__Task to carry out__. Search the listing for the string "enumerate". Copy every line that has it.
___
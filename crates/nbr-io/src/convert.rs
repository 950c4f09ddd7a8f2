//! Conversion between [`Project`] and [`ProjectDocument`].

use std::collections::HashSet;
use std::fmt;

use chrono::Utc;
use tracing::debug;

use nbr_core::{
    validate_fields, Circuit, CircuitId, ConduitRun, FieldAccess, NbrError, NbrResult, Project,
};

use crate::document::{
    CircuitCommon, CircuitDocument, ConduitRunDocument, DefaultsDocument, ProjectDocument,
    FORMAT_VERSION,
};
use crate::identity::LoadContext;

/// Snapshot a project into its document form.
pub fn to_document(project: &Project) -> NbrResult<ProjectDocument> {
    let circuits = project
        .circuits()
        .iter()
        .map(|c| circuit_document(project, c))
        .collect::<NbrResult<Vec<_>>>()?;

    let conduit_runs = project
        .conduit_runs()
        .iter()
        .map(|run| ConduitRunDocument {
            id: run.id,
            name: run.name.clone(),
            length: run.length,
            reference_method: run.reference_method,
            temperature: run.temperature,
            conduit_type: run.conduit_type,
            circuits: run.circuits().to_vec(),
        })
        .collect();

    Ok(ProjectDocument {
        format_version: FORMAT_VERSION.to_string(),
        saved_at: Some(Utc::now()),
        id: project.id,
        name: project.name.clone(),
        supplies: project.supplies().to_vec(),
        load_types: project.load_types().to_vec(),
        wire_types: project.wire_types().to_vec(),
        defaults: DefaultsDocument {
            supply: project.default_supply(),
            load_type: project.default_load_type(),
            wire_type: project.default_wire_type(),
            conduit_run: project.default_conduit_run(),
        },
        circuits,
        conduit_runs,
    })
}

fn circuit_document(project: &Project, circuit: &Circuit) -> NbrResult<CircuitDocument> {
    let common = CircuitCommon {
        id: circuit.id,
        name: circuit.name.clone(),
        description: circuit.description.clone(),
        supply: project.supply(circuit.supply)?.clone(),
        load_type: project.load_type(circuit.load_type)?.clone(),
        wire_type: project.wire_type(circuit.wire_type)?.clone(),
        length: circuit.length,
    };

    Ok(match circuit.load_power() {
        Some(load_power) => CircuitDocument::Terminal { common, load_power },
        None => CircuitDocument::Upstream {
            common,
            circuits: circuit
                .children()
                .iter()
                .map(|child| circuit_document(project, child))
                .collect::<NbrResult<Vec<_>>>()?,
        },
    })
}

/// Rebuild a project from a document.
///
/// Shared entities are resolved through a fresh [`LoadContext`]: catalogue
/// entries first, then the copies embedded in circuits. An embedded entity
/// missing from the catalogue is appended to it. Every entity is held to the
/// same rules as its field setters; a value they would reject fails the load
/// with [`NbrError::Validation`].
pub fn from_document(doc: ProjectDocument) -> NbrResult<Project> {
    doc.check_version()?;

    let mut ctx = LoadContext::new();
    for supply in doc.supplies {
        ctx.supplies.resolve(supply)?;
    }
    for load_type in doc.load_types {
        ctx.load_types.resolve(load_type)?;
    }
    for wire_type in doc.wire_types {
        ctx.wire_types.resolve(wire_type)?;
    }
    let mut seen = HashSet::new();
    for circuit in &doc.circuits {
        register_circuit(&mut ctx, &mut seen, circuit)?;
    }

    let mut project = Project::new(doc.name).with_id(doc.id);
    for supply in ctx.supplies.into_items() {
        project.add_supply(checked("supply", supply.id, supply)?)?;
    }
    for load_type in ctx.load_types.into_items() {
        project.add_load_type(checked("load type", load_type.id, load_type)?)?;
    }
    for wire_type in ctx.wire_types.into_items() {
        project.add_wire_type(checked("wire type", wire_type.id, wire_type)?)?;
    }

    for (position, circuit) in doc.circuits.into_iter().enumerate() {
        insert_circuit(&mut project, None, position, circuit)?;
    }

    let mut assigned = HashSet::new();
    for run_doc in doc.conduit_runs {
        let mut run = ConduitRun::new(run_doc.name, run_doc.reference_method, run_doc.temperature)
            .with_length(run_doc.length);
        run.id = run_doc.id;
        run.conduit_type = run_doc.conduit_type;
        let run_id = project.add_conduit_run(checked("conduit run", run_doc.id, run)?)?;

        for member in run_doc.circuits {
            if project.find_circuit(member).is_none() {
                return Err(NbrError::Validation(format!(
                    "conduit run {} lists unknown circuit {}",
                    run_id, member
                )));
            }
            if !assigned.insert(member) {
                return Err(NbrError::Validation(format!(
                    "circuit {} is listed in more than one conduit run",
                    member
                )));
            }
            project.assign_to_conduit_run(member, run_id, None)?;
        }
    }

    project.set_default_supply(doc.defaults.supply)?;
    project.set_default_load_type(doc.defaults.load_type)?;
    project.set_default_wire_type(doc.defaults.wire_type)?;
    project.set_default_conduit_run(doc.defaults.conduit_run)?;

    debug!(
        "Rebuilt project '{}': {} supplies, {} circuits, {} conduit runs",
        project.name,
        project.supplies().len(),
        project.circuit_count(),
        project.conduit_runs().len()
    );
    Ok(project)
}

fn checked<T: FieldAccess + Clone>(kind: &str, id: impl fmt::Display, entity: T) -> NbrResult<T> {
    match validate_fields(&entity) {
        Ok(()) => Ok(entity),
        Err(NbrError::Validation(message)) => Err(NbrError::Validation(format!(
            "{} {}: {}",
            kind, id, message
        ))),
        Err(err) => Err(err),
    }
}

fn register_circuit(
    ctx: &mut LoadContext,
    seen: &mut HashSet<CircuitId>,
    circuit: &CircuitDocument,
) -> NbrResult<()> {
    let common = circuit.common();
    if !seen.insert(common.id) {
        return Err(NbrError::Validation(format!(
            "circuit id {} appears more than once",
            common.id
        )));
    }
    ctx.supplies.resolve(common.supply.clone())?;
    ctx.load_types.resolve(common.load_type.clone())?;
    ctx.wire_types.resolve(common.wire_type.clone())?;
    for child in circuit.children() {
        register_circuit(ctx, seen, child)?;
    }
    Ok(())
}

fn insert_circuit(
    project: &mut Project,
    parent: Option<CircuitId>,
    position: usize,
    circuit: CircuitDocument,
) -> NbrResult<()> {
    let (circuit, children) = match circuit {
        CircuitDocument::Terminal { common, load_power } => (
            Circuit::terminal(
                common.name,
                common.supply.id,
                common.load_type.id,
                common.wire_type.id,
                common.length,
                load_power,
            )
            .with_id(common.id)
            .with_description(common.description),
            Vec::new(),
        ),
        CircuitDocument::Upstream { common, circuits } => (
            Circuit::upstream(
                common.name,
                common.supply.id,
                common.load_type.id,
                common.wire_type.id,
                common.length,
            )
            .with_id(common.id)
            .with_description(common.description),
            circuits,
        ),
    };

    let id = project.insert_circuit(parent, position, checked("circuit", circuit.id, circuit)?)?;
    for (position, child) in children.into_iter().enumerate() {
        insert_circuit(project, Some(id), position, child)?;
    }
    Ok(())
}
___
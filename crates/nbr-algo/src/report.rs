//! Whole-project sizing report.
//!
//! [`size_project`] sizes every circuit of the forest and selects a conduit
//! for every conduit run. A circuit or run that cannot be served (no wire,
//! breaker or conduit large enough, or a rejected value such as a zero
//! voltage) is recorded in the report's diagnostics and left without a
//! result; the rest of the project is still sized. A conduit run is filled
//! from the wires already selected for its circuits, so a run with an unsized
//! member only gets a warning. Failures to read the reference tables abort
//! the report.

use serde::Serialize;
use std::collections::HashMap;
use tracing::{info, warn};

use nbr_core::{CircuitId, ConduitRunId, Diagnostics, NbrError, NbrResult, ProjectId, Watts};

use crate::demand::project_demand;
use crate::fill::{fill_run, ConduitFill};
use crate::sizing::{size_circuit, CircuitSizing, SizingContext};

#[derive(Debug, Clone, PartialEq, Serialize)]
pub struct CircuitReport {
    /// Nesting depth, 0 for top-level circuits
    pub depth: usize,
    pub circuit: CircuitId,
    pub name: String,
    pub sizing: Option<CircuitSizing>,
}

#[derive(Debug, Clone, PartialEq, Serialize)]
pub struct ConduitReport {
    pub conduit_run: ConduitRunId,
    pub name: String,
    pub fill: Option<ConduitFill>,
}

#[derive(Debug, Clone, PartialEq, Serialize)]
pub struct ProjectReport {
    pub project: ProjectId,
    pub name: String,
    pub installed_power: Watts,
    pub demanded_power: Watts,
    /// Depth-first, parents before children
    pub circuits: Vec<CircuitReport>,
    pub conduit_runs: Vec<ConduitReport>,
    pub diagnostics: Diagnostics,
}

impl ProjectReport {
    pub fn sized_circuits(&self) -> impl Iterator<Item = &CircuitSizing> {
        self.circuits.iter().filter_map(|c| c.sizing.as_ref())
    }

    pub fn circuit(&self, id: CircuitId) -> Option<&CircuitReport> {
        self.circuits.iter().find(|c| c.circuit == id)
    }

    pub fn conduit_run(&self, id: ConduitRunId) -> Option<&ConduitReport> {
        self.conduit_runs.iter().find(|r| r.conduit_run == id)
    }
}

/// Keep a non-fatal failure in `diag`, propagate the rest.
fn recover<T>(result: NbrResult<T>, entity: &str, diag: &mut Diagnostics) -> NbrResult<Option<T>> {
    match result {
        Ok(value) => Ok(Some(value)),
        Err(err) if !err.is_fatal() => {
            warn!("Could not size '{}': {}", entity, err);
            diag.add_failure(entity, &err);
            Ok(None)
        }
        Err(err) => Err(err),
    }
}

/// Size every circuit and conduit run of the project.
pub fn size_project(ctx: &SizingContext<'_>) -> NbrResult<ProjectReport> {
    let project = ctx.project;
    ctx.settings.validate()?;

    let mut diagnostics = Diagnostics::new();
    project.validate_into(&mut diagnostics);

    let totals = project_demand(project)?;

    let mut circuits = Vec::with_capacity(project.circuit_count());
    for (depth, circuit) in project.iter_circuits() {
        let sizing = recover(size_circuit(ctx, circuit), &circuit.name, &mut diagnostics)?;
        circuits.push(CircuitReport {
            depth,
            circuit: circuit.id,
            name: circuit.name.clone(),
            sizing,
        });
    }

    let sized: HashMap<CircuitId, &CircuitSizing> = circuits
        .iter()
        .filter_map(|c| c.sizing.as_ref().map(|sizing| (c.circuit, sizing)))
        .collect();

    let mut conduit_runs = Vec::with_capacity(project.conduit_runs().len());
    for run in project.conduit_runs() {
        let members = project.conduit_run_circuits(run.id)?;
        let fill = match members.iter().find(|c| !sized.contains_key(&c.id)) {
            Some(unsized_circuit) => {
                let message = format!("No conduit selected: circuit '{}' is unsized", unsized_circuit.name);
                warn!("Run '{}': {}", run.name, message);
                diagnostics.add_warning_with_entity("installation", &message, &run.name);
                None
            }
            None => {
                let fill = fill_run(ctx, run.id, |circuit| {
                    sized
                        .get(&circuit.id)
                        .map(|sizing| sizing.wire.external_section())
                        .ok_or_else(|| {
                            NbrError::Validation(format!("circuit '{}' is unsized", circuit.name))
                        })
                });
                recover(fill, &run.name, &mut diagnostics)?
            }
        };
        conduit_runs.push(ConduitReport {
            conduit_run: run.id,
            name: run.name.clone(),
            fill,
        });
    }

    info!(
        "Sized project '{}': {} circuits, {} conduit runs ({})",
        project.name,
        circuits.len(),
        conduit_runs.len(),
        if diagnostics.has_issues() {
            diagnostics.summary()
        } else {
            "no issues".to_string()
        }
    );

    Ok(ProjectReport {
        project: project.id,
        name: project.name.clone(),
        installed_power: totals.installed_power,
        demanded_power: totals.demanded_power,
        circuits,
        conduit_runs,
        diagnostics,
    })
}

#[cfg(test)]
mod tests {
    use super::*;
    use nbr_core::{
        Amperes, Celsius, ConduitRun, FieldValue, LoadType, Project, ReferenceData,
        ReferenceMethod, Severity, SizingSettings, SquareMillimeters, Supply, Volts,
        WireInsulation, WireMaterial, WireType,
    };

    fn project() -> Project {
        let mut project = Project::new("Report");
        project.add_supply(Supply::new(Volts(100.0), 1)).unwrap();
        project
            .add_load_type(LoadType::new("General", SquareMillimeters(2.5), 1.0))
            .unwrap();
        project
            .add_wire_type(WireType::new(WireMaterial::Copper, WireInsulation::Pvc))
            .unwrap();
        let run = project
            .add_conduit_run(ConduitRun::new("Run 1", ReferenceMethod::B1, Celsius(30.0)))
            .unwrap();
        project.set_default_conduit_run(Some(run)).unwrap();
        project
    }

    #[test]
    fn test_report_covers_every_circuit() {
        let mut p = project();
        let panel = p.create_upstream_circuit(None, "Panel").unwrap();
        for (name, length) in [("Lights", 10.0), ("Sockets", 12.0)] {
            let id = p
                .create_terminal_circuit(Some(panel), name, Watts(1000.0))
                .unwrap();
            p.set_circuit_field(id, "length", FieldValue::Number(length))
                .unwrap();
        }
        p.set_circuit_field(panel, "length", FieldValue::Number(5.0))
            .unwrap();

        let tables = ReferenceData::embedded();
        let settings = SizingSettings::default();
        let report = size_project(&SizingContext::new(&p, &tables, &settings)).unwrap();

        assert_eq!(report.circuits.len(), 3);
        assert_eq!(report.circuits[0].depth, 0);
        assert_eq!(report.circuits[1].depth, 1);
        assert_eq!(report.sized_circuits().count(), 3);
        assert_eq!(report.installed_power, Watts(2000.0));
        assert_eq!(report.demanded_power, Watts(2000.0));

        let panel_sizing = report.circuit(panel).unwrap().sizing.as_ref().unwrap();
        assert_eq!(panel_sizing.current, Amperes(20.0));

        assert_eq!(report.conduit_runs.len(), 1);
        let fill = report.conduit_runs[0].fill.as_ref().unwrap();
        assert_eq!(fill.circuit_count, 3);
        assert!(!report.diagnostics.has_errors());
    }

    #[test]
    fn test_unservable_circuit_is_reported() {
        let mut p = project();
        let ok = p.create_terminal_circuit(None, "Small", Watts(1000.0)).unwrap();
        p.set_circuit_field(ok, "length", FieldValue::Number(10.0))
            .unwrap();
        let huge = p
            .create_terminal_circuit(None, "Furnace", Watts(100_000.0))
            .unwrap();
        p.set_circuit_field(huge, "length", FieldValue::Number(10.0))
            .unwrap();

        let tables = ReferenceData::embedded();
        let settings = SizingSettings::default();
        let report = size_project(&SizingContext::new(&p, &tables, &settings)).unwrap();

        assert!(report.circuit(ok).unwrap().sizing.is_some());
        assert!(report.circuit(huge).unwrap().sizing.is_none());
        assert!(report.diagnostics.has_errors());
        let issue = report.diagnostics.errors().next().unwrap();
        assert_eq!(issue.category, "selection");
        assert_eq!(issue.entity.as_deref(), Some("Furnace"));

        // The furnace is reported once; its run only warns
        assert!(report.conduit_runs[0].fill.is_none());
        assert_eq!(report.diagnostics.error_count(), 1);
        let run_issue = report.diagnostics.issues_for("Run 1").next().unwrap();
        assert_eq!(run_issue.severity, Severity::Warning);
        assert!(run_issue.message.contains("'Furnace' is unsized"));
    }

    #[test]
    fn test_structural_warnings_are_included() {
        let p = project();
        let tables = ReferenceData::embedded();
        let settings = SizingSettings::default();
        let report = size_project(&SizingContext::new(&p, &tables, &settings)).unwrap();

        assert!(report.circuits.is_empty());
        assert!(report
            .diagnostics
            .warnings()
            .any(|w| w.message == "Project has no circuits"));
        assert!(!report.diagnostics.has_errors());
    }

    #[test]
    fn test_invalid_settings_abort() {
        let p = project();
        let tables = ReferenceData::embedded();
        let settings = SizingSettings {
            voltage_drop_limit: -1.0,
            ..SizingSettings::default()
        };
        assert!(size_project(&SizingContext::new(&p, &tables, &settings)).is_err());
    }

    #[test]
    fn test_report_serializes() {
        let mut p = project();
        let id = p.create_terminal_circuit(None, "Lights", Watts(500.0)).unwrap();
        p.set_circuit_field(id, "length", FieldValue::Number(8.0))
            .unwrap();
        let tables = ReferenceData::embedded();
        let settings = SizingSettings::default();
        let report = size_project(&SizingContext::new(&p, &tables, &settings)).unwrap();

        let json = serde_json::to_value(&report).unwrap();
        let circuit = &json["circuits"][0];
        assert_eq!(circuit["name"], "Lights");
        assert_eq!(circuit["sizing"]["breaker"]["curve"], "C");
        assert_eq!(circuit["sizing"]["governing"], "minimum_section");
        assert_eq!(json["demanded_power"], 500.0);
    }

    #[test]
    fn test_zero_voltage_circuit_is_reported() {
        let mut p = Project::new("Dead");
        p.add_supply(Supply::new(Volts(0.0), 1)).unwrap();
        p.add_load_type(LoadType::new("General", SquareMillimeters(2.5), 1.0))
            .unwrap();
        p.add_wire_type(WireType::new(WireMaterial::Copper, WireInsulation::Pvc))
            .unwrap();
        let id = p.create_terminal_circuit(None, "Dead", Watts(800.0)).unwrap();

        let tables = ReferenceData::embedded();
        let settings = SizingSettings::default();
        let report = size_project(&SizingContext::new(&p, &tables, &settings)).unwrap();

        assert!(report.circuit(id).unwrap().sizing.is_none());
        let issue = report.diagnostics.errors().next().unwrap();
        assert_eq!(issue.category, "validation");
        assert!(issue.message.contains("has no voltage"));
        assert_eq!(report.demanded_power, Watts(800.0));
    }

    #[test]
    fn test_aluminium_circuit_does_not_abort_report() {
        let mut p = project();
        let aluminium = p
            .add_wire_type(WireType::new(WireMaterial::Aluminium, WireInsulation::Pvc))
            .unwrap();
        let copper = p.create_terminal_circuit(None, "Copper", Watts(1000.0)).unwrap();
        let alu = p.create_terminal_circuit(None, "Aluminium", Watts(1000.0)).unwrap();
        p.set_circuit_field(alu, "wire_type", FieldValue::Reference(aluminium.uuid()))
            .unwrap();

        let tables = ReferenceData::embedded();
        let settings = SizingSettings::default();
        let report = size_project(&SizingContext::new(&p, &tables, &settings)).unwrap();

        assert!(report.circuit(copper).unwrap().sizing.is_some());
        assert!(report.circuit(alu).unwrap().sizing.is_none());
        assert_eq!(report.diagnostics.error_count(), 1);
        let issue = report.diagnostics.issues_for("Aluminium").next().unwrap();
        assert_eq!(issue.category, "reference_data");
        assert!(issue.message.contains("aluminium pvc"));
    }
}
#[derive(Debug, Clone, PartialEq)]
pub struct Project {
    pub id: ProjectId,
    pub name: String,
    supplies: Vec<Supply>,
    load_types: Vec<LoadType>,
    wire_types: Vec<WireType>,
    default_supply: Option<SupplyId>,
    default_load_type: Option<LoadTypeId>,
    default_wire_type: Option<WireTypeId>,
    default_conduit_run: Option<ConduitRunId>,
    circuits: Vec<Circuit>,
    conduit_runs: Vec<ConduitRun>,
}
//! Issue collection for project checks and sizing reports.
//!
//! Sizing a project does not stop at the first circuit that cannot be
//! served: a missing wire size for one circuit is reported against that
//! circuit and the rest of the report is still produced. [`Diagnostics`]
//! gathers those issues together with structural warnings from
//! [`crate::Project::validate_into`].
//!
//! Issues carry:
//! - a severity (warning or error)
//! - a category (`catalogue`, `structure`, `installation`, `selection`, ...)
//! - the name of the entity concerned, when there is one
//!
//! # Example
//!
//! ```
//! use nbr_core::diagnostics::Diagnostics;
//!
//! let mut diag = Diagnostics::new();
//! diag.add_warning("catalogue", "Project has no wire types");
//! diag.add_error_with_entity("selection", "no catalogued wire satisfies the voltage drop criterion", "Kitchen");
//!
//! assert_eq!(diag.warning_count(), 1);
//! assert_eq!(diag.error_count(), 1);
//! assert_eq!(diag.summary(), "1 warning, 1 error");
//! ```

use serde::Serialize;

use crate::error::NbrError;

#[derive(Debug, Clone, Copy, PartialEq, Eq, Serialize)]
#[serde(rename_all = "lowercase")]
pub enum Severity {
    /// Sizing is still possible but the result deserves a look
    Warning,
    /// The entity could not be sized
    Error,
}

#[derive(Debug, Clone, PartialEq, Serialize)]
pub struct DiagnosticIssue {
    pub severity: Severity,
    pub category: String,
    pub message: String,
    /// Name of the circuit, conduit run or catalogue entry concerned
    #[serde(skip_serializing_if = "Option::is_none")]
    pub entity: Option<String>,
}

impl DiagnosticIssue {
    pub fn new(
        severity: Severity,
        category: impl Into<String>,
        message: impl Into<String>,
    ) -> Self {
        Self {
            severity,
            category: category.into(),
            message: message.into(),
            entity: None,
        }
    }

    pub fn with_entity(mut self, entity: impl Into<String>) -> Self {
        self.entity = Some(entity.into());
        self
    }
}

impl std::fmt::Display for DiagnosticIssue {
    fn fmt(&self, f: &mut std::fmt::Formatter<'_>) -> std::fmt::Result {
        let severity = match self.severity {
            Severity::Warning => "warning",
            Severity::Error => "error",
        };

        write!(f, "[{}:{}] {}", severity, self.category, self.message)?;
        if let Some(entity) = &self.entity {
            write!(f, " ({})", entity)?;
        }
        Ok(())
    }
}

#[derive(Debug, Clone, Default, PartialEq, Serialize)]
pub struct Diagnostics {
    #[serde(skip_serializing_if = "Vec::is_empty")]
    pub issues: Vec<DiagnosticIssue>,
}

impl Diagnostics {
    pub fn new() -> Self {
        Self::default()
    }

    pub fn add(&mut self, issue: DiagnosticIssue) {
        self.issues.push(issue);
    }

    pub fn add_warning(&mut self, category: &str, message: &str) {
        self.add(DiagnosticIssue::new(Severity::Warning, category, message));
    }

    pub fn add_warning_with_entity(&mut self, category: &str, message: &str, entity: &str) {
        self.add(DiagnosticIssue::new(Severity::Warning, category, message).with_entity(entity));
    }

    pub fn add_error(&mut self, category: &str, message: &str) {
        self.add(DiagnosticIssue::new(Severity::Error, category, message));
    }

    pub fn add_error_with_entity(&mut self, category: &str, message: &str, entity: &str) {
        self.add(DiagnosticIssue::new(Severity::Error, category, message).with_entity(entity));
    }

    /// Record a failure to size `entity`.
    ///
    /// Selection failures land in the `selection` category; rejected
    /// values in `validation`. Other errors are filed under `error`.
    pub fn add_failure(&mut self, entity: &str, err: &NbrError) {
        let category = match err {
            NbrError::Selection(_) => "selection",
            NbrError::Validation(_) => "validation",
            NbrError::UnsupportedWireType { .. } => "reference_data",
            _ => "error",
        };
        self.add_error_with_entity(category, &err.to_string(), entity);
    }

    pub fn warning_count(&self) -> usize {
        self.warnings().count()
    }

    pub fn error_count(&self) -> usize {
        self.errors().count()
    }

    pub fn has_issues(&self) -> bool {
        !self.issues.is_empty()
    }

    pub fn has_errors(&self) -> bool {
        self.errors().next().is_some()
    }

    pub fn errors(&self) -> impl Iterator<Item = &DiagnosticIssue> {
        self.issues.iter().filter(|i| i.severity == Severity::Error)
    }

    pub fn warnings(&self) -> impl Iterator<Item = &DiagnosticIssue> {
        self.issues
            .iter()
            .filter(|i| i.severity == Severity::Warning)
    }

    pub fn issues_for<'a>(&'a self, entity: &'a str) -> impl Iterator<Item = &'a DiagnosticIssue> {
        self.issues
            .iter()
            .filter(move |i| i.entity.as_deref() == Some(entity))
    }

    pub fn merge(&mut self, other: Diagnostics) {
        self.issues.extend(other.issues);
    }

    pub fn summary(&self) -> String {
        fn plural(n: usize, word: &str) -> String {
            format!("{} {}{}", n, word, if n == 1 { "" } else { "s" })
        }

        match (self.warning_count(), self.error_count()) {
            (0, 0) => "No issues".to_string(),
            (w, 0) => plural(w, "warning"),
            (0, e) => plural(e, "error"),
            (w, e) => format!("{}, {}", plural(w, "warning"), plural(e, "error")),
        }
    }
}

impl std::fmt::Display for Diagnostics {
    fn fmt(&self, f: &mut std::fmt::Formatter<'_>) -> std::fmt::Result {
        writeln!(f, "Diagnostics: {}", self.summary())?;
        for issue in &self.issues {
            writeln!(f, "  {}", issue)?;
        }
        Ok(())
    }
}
___
__Task output__.
    for (position, circuit) in doc.circuits.into_iter().enumerate() {
    for (position, child) in children.into_iter().enumerate() {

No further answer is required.